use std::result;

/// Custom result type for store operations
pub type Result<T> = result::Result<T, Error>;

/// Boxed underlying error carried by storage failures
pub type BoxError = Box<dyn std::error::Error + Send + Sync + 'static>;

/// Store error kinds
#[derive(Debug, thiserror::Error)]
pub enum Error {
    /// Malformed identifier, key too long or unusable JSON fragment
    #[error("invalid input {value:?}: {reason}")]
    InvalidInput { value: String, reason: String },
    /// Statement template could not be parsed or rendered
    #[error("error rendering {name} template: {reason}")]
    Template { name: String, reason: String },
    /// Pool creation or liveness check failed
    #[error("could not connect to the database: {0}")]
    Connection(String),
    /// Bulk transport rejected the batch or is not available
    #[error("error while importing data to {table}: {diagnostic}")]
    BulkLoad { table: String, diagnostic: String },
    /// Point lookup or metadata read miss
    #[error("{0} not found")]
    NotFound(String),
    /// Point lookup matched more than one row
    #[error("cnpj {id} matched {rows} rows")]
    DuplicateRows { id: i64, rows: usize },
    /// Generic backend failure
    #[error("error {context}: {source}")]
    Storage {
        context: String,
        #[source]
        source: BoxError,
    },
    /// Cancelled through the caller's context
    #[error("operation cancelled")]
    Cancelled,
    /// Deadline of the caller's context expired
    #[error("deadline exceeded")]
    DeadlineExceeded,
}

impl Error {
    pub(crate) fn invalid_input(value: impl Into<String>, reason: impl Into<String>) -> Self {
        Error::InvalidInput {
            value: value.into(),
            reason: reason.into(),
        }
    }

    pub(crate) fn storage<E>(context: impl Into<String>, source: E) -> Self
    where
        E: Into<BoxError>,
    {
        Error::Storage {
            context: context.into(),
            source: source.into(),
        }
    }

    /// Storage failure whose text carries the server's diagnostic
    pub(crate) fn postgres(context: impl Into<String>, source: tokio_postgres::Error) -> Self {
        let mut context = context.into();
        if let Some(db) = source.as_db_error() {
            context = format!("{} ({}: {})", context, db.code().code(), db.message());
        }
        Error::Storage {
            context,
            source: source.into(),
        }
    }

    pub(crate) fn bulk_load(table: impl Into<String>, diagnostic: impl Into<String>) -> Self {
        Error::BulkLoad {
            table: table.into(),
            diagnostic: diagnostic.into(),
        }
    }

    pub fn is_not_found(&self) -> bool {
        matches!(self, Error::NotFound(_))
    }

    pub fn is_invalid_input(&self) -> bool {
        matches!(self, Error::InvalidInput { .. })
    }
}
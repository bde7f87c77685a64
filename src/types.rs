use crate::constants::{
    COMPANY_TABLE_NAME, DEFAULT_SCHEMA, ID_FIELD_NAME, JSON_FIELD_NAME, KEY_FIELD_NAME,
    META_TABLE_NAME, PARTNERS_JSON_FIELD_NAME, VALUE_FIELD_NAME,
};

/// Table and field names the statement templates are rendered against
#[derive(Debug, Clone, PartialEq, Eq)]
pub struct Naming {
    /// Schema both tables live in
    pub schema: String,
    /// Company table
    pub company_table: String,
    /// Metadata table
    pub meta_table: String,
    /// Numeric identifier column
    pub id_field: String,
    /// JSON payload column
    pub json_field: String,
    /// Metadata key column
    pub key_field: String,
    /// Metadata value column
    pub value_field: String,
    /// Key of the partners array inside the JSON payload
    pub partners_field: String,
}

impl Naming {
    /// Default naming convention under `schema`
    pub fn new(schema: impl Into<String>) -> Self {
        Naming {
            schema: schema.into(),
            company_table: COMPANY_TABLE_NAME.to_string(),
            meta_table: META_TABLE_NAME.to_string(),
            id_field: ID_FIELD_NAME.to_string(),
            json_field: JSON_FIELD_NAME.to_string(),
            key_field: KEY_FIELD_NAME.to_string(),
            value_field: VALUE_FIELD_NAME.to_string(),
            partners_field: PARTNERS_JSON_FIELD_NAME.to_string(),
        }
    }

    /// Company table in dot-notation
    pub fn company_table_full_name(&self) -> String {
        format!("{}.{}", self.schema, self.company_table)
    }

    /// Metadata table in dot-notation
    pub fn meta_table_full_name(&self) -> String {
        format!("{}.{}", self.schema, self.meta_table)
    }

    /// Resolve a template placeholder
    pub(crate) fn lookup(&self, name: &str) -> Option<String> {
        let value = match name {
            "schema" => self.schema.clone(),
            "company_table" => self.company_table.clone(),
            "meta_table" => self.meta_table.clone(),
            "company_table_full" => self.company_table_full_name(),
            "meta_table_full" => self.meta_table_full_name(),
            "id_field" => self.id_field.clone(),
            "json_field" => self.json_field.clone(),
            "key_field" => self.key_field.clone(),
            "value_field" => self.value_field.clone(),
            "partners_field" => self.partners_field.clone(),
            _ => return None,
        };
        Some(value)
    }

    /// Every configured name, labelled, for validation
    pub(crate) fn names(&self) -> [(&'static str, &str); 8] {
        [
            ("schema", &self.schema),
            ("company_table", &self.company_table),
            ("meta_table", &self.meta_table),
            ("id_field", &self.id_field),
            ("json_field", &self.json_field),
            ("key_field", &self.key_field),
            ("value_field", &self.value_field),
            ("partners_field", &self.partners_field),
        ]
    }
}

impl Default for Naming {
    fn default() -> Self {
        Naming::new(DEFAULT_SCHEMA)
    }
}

**Work to be completed**
For the records above, state how many lines contain the string "matches", with no added text.

**Expected output**
2